Powerful incumbents like being in control, which means predicting the future by preventing it.
But you know what?
I feel/just like a cog/in something turning.
A coda: I learnt, while writing this post, about the tragic death of Aaron Swartz. Do read Cory Doctorow and Larry Lessig’s obituaries of Aaron. A sad day.
Coda 2: Here is the official statement from Aaron’s family and partner. Do read it.
A sad day.
But the future will not be prevented.
Woodstock was the end of the hippie movement. Three days of peace and love, great music, great drugs, and … nothing more than that. No group mind formed. The mother ship did not show itself. Back in the day, we really thought something magic could happen. Woodstock showed otherwise.
JPR, It was the relationship between poverty and access to information which we began with some years ago:
“By leaving people in poverty, at risk of their lives due to lack of basic living essentials, we have stepped across the boundary of civilization. We have conceded that these people do not matter, are not important. Allowing them to starve to death, freeze to death, die from deprivation, or simply shooting them, is in the end exactly the same thing. Inflicting or allowing poverty on a group of people or an entire country is a formula for disaster.

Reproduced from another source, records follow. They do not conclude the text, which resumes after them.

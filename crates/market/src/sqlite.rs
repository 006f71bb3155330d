use async_trait::async_trait;
use sqlx::SqlitePool;
use tracing::debug;

use common::{Bar, MarketDataProvider, MarketSnapshot, Result};

use crate::{snapshot_from_bars, AVERAGE_VOLUME_WINDOW};

/// Market data read from the `bars` table, filled by an external ingester.
#[derive(Clone)]
pub struct SqliteMarketData {
    db: SqlitePool,
}

impl SqliteMarketData {
    pub fn new(db: SqlitePool) -> Self {
        Self { db }
    }

    /// Upsert bars; an existing (symbol, timestamp) row is replaced.
    pub async fn insert_bars(&self, bars: &[Bar]) -> Result<()> {
        let mut tx = self.db.begin().await?;
        for bar in bars {
            sqlx::query(
                r#"
                INSERT INTO bars (symbol, timestamp, open, high, low, close, volume)
                VALUES (?1, ?2, ?3, ?4, ?5, ?6, ?7)
                ON CONFLICT(symbol, timestamp) DO UPDATE SET
                    open = excluded.open, high = excluded.high, low = excluded.low,
                    close = excluded.close, volume = excluded.volume
                "#,
            )
            .bind(&bar.symbol)
            .bind(bar.timestamp)
            .bind(bar.open)
            .bind(bar.high)
            .bind(bar.low)
            .bind(bar.close)
            .bind(bar.volume)
            .execute(&mut *tx)
            .await?;
        }
        tx.commit().await?;
        debug!(count = bars.len(), "Bars stored");
        Ok(())
    }
}

#[async_trait]
impl MarketDataProvider for SqliteMarketData {
    async fn latest_snapshot(&self, symbol: &str) -> Result<Option<MarketSnapshot>> {
        let mut tail: Vec<Bar> = sqlx::query_as(
            r#"SELECT symbol, timestamp, open, high, low, close, volume
               FROM bars WHERE symbol = ?1 ORDER BY timestamp DESC LIMIT ?2"#,
        )
        .bind(symbol)
        .bind((AVERAGE_VOLUME_WINDOW + 1) as i64)
        .fetch_all(&self.db)
        .await?;
        tail.reverse();
        Ok(snapshot_from_bars(&tail))
    }

    async fn series(&self, symbol: &str) -> Result<Vec<Bar>> {
        let bars = sqlx::query_as(
            r#"SELECT symbol, timestamp, open, high, low, close, volume
               FROM bars WHERE symbol = ?1 ORDER BY timestamp ASC"#,
        )
        .bind(symbol)
        .fetch_all(&self.db)
        .await?;
        Ok(bars)
    }
}
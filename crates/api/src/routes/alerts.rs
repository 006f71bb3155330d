use axum::{
    extract::{Path, Query, State},
    http::StatusCode,
    routing::{get, post},
    Json, Router,
};
use serde::Deserialize;
use tracing::info;

use ::alerts::CycleOutcome;
use common::{Alert, AlertPatch, Error, NewAlert};

use crate::{ApiResult, AppState};

pub fn router() -> Router<AppState> {
    Router::new()
        .route("/api/alerts", get(list_alerts).post(create_alert))
        .route("/api/alerts/check", post(check_alerts))
        .route(
            "/api/alerts/:id",
            get(get_alert).patch(update_alert).delete(delete_alert),
        )
}

#[derive(Deserialize)]
struct AlertsQuery {
    user_id: Option<String>,
}

async fn list_alerts(
    State(state): State<AppState>,
    Query(q): Query<AlertsQuery>,
) -> ApiResult<Json<Vec<Alert>>> {
    let alerts = match q.user_id.as_deref() {
        Some(user_id) => state.store.list_for_user(user_id).await?,
        None => state.store.list().await?,
    };
    Ok(Json(alerts))
}

async fn create_alert(
    State(state): State<AppState>,
    Json(input): Json<NewAlert>,
) -> ApiResult<(StatusCode, Json<Alert>)> {
    let alert = state.store.create(input).await?;
    Ok((StatusCode::CREATED, Json(alert)))
}

async fn get_alert(State(state): State<AppState>, Path(id): Path<String>) -> ApiResult<Json<Alert>> {
    let alert = state
        .store
        .get(&id)
        .await?
        .ok_or_else(|| Error::alert_not_found(&id))?;
    Ok(Json(alert))
}

async fn update_alert(
    State(state): State<AppState>,
    Path(id): Path<String>,
    Json(patch): Json<AlertPatch>,
) -> ApiResult<Json<Alert>> {
    Ok(Json(state.store.update(&id, patch).await?))
}

async fn delete_alert(State(state): State<AppState>, Path(id): Path<String>) -> ApiResult<StatusCode> {
    if state.store.delete(&id).await? {
        info!(alert_id = %id, "Alert deleted");
        Ok(StatusCode::NO_CONTENT)
    } else {
        Err(Error::alert_not_found(id).into())
    }
}

/// Run one evaluation cycle now instead of waiting for the next tick.
async fn check_alerts(State(state): State<AppState>) -> Json<CycleOutcome> {
    Json(state.scheduler.run_cycle().await)
}
/// All configuration loaded from environment variables at startup.
/// Missing required variables cause an immediate panic with a clear message.
#[derive(Debug, Clone)]
pub struct Config {
    // Database
    pub database_url: String,

    // Dashboard API
    pub api_token: String,
    pub api_port: u16,

    // Alert scheduler
    pub alert_check_interval_secs: u64,
    pub indicator_cache_capacity: usize,

    // Collaborators. `None` selects the local fallback (SQLite bars, log notifier).
    pub market_data_url: Option<String>,
    pub notify_webhook_url: Option<String>,

    // Extra strategies merged into the built-in library
    pub strategy_config_path: Option<String>,
}

impl Config {
    pub const DEFAULT_API_PORT: u16 = 8080;
    pub const DEFAULT_CHECK_INTERVAL_SECS: u64 = 60;
    pub const DEFAULT_CACHE_CAPACITY: usize = 1024;

    /// Load all configuration from environment variables.
    /// Loads `.env` if present. Panics on any missing required variable.
    pub fn from_env() -> Self {
        let _ = dotenvy::dotenv(); // ignore error if .env not present

        let alert_check_interval_secs = optional_env("ALERT_CHECK_INTERVAL_SECS")
            .map(|v| {
                v.parse::<u64>().unwrap_or_else(|_| {
                    panic!("ALERT_CHECK_INTERVAL_SECS must be a whole number of seconds, got: '{v}'")
                })
            })
            .unwrap_or(Self::DEFAULT_CHECK_INTERVAL_SECS);
        if alert_check_interval_secs == 0 {
            panic!("ALERT_CHECK_INTERVAL_SECS must be greater than zero");
        }

        Config {
            database_url: required_env("DATABASE_URL"),
            api_token: required_env("DASHBOARD_TOKEN"),
            api_port: optional_env("API_PORT")
                .and_then(|v| v.parse().ok())
                .unwrap_or(Self::DEFAULT_API_PORT),
            alert_check_interval_secs,
            indicator_cache_capacity: optional_env("INDICATOR_CACHE_CAPACITY")
                .and_then(|v| v.parse().ok())
                .filter(|&n: &usize| n > 0)
                .unwrap_or(Self::DEFAULT_CACHE_CAPACITY),
            market_data_url: optional_env("MARKET_DATA_URL"),
            notify_webhook_url: optional_env("NOTIFY_WEBHOOK_URL"),
            strategy_config_path: optional_env("STRATEGY_CONFIG_PATH"),
        }
    }
}

fn required_env(key: &str) -> String {
    std::env::var(key).unwrap_or_else(|_| {
        panic!("Required environment variable '{key}' is not set. Check your .env file.")
    })
}

fn optional_env(key: &str) -> Option<String> {
    std::env::var(key).ok().filter(|v| !v.trim().is_empty())
}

The greatest initial social and economic risk of the Information Age is in creating two distinctly different classes of people: the technological haves and have-nots. Those who have access to information and information technology have a reasonable expectation to survive and prosper. Those with limited or no access will be left out. This holds true for individuals as well as nations. The key to the future is access to free flow of information. To the extent that the free flow of information is restricted or diminished, people will be left to endure diminished prospects of prosperity and even survival.”
By chance it was in Russia where our poverty reduction efforts began in practical terms and that led to being marked as a threat to national security and no longer welcome to enter their territory. A fate shared with venture capitalist Bill Browder, whose influence gave rise to the Magnitski Act.
We lost a founder just over a year ago. He didn’t take his own life, he was in fact trying to save many others when his own poverty caught up with him.
http://world.maidanua.org/2012/putins-orphans
the internet has been like a person, developing a few siddhis, before the hard work of yamas and niyamas has begun …
some blessings, of course, but the real work remains …
thanks for your part.
enjoy, gregory
Chris, I spent time trying to explain this was about the song not about the festival. for people like me in India the song was accessible. ironically I think even Joni Mitchell never made it to the festival.
Jeff, I guess I’m more optimistic than most. I expect smart mobile phones to get cheaper. And I expect everyone on earth to be connected that way in my lifetime.
thank you gregory
There is no mother ship, no magical turning where we can say this is when everything changed. It is changing right now, it is changing person by person. It is evolution we want, not revolution. There is plenty of magic out there.
Agree that it’s a long-running zeitgeist rather than a single silver bullet. But the internet and the Web were seminal nevertheless.